El cuerpo de Nina cayó al suelo, al igual que el del soldado cuando Ignati le disparó. Le quitó el arma a uno de los hombres adentro y se escabulló entre el humo hacia el mismo lugar que Nina conocía. Destripó, apuñaló, disparó. Ignati no necesitaba la vista para aniquilar a ninguna persona. Su padre le enseñó tan bien, que la vista no era indispensable para ganar una pelea en la oscuridad. No llegó a tiempo, y aunque descargó todo el cartucho, Nina yacía en el suelo, pálida, con los ojos cerrados y el pulso levemente constante. Ignati se hincó a un lado y la elevó en brazos. No tuvo oportunidad de sufrir su posible muerte, cuando Maurizio salió del humo apuntándolo. Nina yacía en sus brazos, moribunda, con la sangre empapando las manos del único hombre que se preocupó por quitársela de las garras al jodido Battaglia.
—¿No escuchaste? —replicó—. Nadie sale vivo de aquí.
Ignati apretó el cuerpo de Nina al suyo y lo miró. No tenía miedo. Morir nunca fue un impedimento para ir a la guerra. Y eso que ellos tenían era el principio de una guerra que aliaría a más de una mafia, derramaría demasiada sangre y los huesos de sus víctimas serían colgado de los postes para marcar su temible territorio.
—Nadie sale vivo de aquí —repitió Ignati sus palabras.
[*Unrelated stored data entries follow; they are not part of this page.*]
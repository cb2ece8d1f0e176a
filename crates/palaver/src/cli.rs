//! Command line and environment configuration.

use std::error::Error;
use std::net::SocketAddr;
use std::path::PathBuf;
use std::sync::Arc;
use std::time::Duration;

use clap::{Args, Parser, Subcommand, ValueEnum};
use palaver::{AppState, DEFAULT_SYSTEM_PROMPT};
use palaver_core::{
    Completer, CompleterBuilder, Conversation, ConversationId, MemoryStore,
    TurnStore,
};
use palaver_gemini_model::{GeminiConfigBuilder, GeminiProvider};
use palaver_store::SqliteStore;

/// A chat service relaying conversations to Gemini.
#[derive(Parser, Debug)]
#[command(name = "palaver", version, about)]
pub struct Cli {
    #[command(subcommand)]
    pub command: Option<Command>,

    #[command(flatten)]
    pub config: Config,
}

#[derive(Subcommand, Debug, Clone, Copy, PartialEq, Eq)]
pub enum Command {
    /// Serve the HTTP API (the default).
    Serve,
    /// Chat in the terminal against the same conversation.
    Chat,
}

#[derive(Args, Debug, Clone)]
pub struct Config {
    /// Address the HTTP API listens on.
    #[arg(long, env = "PALAVER_LISTEN", default_value = "127.0.0.1:3000")]
    pub listen: SocketAddr,

    /// Conversation the turns are read from and written to.
    #[arg(long, env = "PALAVER_CONVERSATION", default_value = "default")]
    pub conversation: String,

    /// File whose content replaces the built-in system instruction.
    #[arg(long, env = "PALAVER_SYSTEM_PROMPT")]
    pub system_prompt: Option<PathBuf>,

    /// Seconds the model service may take to accept a request.
    #[arg(long, env = "PALAVER_REQUEST_TIMEOUT", default_value_t = 30)]
    pub request_timeout: u64,

    #[command(flatten)]
    pub gemini: GeminiArgs,

    #[command(flatten)]
    pub store: StoreArgs,
}

#[derive(Args, Debug, Clone)]
#[command(next_help_heading = "Model")]
pub struct GeminiArgs {
    #[arg(
        id = "gemini-api-key",
        long,
        env = "GEMINI_API_KEY",
        hide_env_values = true
    )]
    pub api_key: Option<String>,

    #[arg(id = "gemini-model", long, env = "GEMINI_MODEL")]
    pub model: Option<String>,

    #[arg(id = "gemini-base-url", long, env = "GEMINI_BASE_URL")]
    pub base_url: Option<String>,
}

#[derive(Debug, Copy, Clone, PartialEq, Eq, ValueEnum)]
pub enum StoreKind {
    Sqlite,
    /// Keep turns in memory; they are lost on exit.
    Memory,
}

#[derive(Args, Debug, Clone)]
#[command(next_help_heading = "Storage")]
pub struct StoreArgs {
    #[arg(
        id = "store",
        long,
        env = "PALAVER_STORE",
        value_enum,
        default_value_t = StoreKind::Sqlite
    )]
    pub kind: StoreKind,

    /// SQLite database file.
    #[arg(id = "database", long, env = "PALAVER_DATABASE", default_value = "palaver.db")]
    pub database: PathBuf,
}

impl Config {
    /// Wires the store, the conversation and the model provider together.
    pub fn build_state(&self) -> Result<AppState, Box<dyn Error>> {
        let conversation = Conversation::new(
            self.open_store()?,
            ConversationId::new(self.conversation.clone()),
        );
        Ok(AppState::new(conversation, self.build_completer()?))
    }

    fn open_store(&self) -> Result<Arc<dyn TurnStore>, Box<dyn Error>> {
        Ok(match self.store.kind {
            StoreKind::Sqlite => Arc::new(SqliteStore::open(&self.store.database)?),
            StoreKind::Memory => {
                warn!("using the in-memory store, history is lost on exit");
                Arc::new(MemoryStore::new())
            }
        })
    }

    fn build_completer(&self) -> Result<Completer, Box<dyn Error>> {
        let Some(api_key) = &self.gemini.api_key else {
            return Err("GEMINI_API_KEY environment variable is not set".into());
        };
        let mut builder = GeminiConfigBuilder::with_api_key(api_key);
        if let Some(model) = &self.gemini.model {
            builder = builder.with_model(model);
        }
        if let Some(base_url) = &self.gemini.base_url {
            builder = builder.with_base_url(base_url);
        }
        let provider = GeminiProvider::new(builder.build())?;

        let system_prompt = match &self.system_prompt {
            Some(path) => std::fs::read_to_string(path).map_err(|e| {
                format!("failed to read {}: {e}", path.display())
            })?,
            None => DEFAULT_SYSTEM_PROMPT.to_owned(),
        };

        Ok(CompleterBuilder::with_model_provider(provider)
            .with_system_instruction(system_prompt.trim())
            .with_request_timeout(Duration::from_secs(self.request_timeout))
            .build())
    }
}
El sonido de los disparos fue música para los oídos del hombre. Ver como las balas traspasaba la ropa, la piel y caían al suelo, fue suficiente recompensa para vivir feliz el resto de su vida. La sonrisa que iluminó el rostro del hombre fue aún más brillante que la luna escondida detrás de los árboles del jardín, justo detrás del hombre que no veía un futuro si no asesinaba sin piedad.
Acabar con la vida de alguien era apenas el primer eslabón para recuperar todo lo perdido y para que ella regresara a él. Ignati no se arrepentiría de asesinar, cuando era la única forma de alcanzar el dominio de algo aún más grande que ellos mismos. Los Antonov y los Battaglia tenían algo que más personas querían: poder.